Arabopó, Salto K. SS 1999


Para la Semana Santa del año 1999 decidimos irnos de vacaciones a Arabopó, o más específicamente, a pasar un buen rato en las proximidades del Salto K.


Este era para ese entonces algo así como que el paseo perfecto. Una buena duración, paisajes poco menos que alucinantes, un destino paradisíaco, y en cuanto a grado de dificultad, el toquecito de picante que hace estos paseos mucho más interesantes.


Por supuesto que, como solemos hacer con muchísima frecuencia, este fue un viaje familiar para disfrute de las esposas, los chamos y hasta de los viejitos.


En cuanto a los vehículos, basta con ver las fotografías que ilustran este entrada para darse cuenta de que, en su mayoría, se trataba de Land Cruiser originales, uno que otro equipado con winch y cauchos de medida contenida.

La foto de costumbre. Parece ser que no importa cuantas veces hayas pasado por aquí, la parada para hacer esta foto es ineludible.

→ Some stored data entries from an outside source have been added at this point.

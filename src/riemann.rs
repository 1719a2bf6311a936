//! Riemann's R function in fixed 100 significant digit decimal arithmetic.
//!
//! R(x) = Σ μ(k)/k · li(x^(1/k)) is evaluated for k = 1..=64, stopping once x^(1/k) < 2, with
//! li(x) = γ + ln(ln x) + Σ (ln x)^k / (k·k!) for k = 1..=120. Every intermediate value is rounded
//! to [PRECISION] significant digits, the logarithm and exponential included, so the series sum
//! does not lose its low digits to cancellation.

use std::str::FromStr;
use std::sync::OnceLock;

use bigdecimal::BigDecimal;
use num_bigint::BigInt;
use num_traits::{One, ToPrimitive, Zero};

use crate::tables::MOEBIUS;

/// Significant decimal digits kept by every operation
pub const PRECISION: u64 = 100;

/// Largest k for which x^(1/k) enters the R series
pub const MAX_ROOT_INDEX: usize = 64;

/// Number of terms of the li power series
pub const LI_SERIES_TERMS: u32 = 120;

/// Euler–Mascheroni constant γ to 100 significant digits
const EULER_MASCHERONI: &str = "0.577215664901532860606512090082402431042159335939923598805767234884867726777664670936947063291746749";

#[inline]
fn round(x: BigDecimal) -> BigDecimal {
    x.with_prec(PRECISION)
}

/// Series terms below this magnitude no longer change the rounded sum
fn epsilon() -> &'static BigDecimal {
    static EPSILON: OnceLock<BigDecimal> = OnceLock::new();
    EPSILON.get_or_init(|| BigDecimal::new(BigInt::one(), PRECISION as i64 + 5))
}

fn euler_gamma() -> &'static BigDecimal {
    static GAMMA: OnceLock<BigDecimal> = OnceLock::new();
    GAMMA.get_or_init(|| BigDecimal::from_str(EULER_MASCHERONI).expect("γ is a valid decimal"))
}

fn two() -> BigDecimal {
    BigDecimal::from(2u32)
}

/// ln 2 = 2·atanh(1/3)
fn ln2() -> &'static BigDecimal {
    static LN2: OnceLock<BigDecimal> = OnceLock::new();
    LN2.get_or_init(|| {
        let third = round(&BigDecimal::one() / &BigDecimal::from(3u32));
        round(atanh(&third) * two())
    })
}

/// atanh(z) = z + z^3/3 + z^5/5 + .., for |z| well below 1
fn atanh(z: &BigDecimal) -> BigDecimal {
    let z2 = round(z * z);
    let mut power = z.clone();
    let mut sum = BigDecimal::zero();
    let mut k = 1u32;
    loop {
        let term = round(&power / &BigDecimal::from(k));
        if &term.abs() < epsilon() {
            break sum;
        }
        sum = round(sum + term);
        power = round(&power * &z2);
        k += 2;
    }
}

/// Natural logarithm of a positive number.
///
/// x = 2^n·m with m ∈ [1, 2), then ln x = n·ln 2 + 2·atanh((m-1)/(m+1)).
pub fn ln(x: &BigDecimal) -> BigDecimal {
    debug_assert!(x > &BigDecimal::zero(), "logarithm of a non-positive number");
    let one = BigDecimal::one();
    let two = two();

    let mut m = x.clone();
    let mut exponent = 0i64;
    while m >= two {
        m = round(&m / &two);
        exponent += 1;
    }
    while m < one {
        m = round(&m * &two);
        exponent -= 1;
    }

    let z = round(&(&m - &one) / &(&m + &one));
    let mantissa = round(atanh(&z) * two);
    round(mantissa + ln2() * &BigDecimal::from(exponent))
}

/// Exponential function.
///
/// y is split as n·ln 2 + r with r ∈ [0, ln 2), e^r is summed as a Taylor series and then
/// doubled n times.
pub fn exp(y: &BigDecimal) -> BigDecimal {
    if y < &BigDecimal::zero() {
        return round(&BigDecimal::one() / &exp(&y.abs()));
    }

    let doublings = round(y / ln2()).with_scale(0).to_u64().unwrap_or(0);
    let r = round(y - &(ln2() * &BigDecimal::from(doublings)));

    let mut sum = BigDecimal::one();
    let mut term = BigDecimal::one();
    let mut k = 1u32;
    loop {
        term = round(&(&term * &r) / &BigDecimal::from(k));
        if &term.abs() < epsilon() {
            break;
        }
        sum = round(&sum + &term);
        k += 1;
    }

    let two = two();
    for _ in 0..doublings {
        sum = round(&sum * &two);
    }
    sum
}

/// The k-th root of a positive number, computed as exp(ln(x) / k)
pub fn nth_root(x: &BigDecimal, k: u32) -> BigDecimal {
    if k == 1 {
        return x.clone();
    }
    exp(&round(ln(x) / BigDecimal::from(k)))
}

/// Logarithmic integral li(x), taken as 0 below 2
pub fn li(x: &BigDecimal) -> BigDecimal {
    if x < &two() {
        return BigDecimal::zero();
    }

    let ln_x = ln(x);
    let mut sum = round(euler_gamma() + &ln(&ln_x));
    // term = (ln x)^k / k!
    let mut term = BigDecimal::one();
    for k in 1..=LI_SERIES_TERMS {
        let k = BigDecimal::from(k);
        term = round(&(&term * &ln_x) / &k);
        sum = round(&sum + &(&term / &k));
    }
    sum
}

/// Riemann's R function, an approximation of the prime counting function π(x)
pub fn riemann_r(x: &BigDecimal) -> BigDecimal {
    let two = two();
    let mut sum = BigDecimal::zero();
    for k in 1..=MAX_ROOT_INDEX {
        // terms with μ(k) = 0 vanish; the roots keep shrinking so the cutoff below still holds
        let mu = MOEBIUS[k];
        if mu == 0 {
            continue;
        }
        let root = nth_root(x, k as u32);
        if root < two {
            break;
        }
        let coefficient = round(&BigDecimal::from(mu) / &BigDecimal::from(k as u32));
        sum = round(&sum + &(&coefficient * &li(&root)));
    }
    sum
}

/// ⌊R(x + 1)⌋, the analytic estimate of π(x) used when no exact count is available
pub fn estimate_prime_count(x: i64) -> i64 {
    let shifted = BigDecimal::from(x) + BigDecimal::one();
    // truncation is the floor for the positive values R takes here
    riemann_r(&shifted)
        .with_scale(0)
        .to_i64()
        .unwrap_or(0)
        .max(0)
}

#[cfg(test)]
mod tests {
    use super::*;

    fn decimal(s: &str) -> BigDecimal {
        BigDecimal::from_str(s).unwrap()
    }

    fn assert_close(actual: &BigDecimal, expected: &str, digits: i64) {
        let tolerance = BigDecimal::new(BigInt::one(), digits);
        let error = (actual - &decimal(expected)).abs();
        assert!(error < tolerance, "{} differs from {}", actual, expected);
    }

    #[test]
    fn ln_test() {
        assert!(ln(&BigDecimal::one()).is_zero());
        assert_close(
            &ln(&BigDecimal::from(10u32)),
            "2.302585092994045684017991454684364207601101488628772976033327900967572609677352480235997205089598298341967784",
            95,
        );
        // arguments below 1 are scaled up
        let ln_tenth = ln(&decimal("0.1"));
        assert_close(&(-ln_tenth), "2.3025850929940456840179914546843642076011014886287729760333279009675726096773524802359972050895982983", 95);
    }

    #[test]
    fn exp_test() {
        assert_eq!(exp(&BigDecimal::zero()), BigDecimal::one());
        assert_close(
            &exp(&BigDecimal::one()),
            "2.7182818284590452353602874713526624977572470936999595749669676277240766303535475945713821785251664274274663919",
            95,
        );
        assert_close(&exp(&ln(&BigDecimal::from(1000u32))), "1000", 90);
        assert_close(&exp(&decimal("-1")), "0.36787944117144232159552377016146086744581113103176783450783680169746149574489980335714727434591964375", 95);
    }

    #[test]
    fn nth_root_test() {
        assert_close(
            &nth_root(&BigDecimal::from(1000003u32), 3),
            "100.00009999990000016666633333406666495555971110072224877153591005852667520459872896394384971929667424659391188",
            90,
        );
        assert_eq!(nth_root(&BigDecimal::from(7u32), 1), BigDecimal::from(7u32));
        assert!(nth_root(&BigDecimal::from(i64::MAX), 63) < two());
        assert!(nth_root(&BigDecimal::from(i64::MAX), 62) >= two());
    }

    #[test]
    fn li_test() {
        assert!(li(&BigDecimal::one()).is_zero());
        assert_close(
            &li(&BigDecimal::from(1_000_000u32)),
            "78627.549159462181919862910747947261161321874382421767074759317893941676243578021724534327028515462678444157159",
            60,
        );
    }

    #[test]
    fn riemann_r_test() {
        assert_eq!(estimate_prime_count(1_000_000), 78527);
        assert_eq!(estimate_prime_count(123_456_789_012_345_678), 3_221_138_040_581_269);
        assert_eq!(estimate_prime_count(1_500_000_000_000_000_000), 36_741_125_385_728_286);
        assert_eq!(estimate_prime_count(10_000_000_005_000_000), 279_238_341_496_694);

        // the estimate grows with x
        let mut last = 0;
        for x in [100i64, 10_000, 1_000_000, 100_000_000, 10_000_000_000] {
            let r = estimate_prime_count(x);
            assert!(r > last);
            last = r;
        }
    }
}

Unas compritas de última hora en el vecino país.

Inspecciones y ajustes finales en nuestro campamento situado a unos pocos kilómetros al norte de Santa Elena.

Casi listos para abandonar el campamento y partir rumbo a Arabopó.

La caravana en marcha.

El cruce del Seitá.

Continúa la marcha.

El camino por delante.

Las paradas siempre son parte importante de los paseos con los amigos.

No es tan difícil, ni tan empinado como parece.

La frontera entre Venezuela y Brasil nos acompaña parte del camino.

Avanzando lenta y cuidadosamente. El parachoques de serie no es muy fuerte que se diga.

Hubo que reparar y colocar en su sitio este pequeño puente para poder continuar.

No. No es un submarino, ni un topo, aunque lo parezca.

Aún novatos en la ruta, y con los vehículos prácticamente originales, en aquel entonces hacíamos escala para llegar al K.

Allá , al fondo, chiquitico, ya se ve el salto K.

Ya estamos más cerca. El paisaje, insuperable, recuerda a esas películas ambientadas en idílicos mundos perdidos.

Ya casi casi estamos ahí.

La foto de rigor en la base del salto.

La tertulia.

La comida.

Como siempre, los más pequeños disfrutan de todos los tíos con los que comparten los paseos.

El campamento.

Una panorámica hecha con varias fotos, ya viejas, y un poco de cinta adhesiva, donde se aprecian el campamento y el Salto K.

Disfrutando de un balneario privado, realmente especial.

Otro espectacular balneario disponible para disfrute del grupo en las cercanías.

Salvo por este paso, que requirió ayuda de quien si tenía winche, un regreso muy complicado a causa de la magnitud de los inconvenientes mecánicos de un vehículo de otra marca, nos impidió dedicar el tiempo que hubiéramos querido a la fotografía. Pronto volveremos.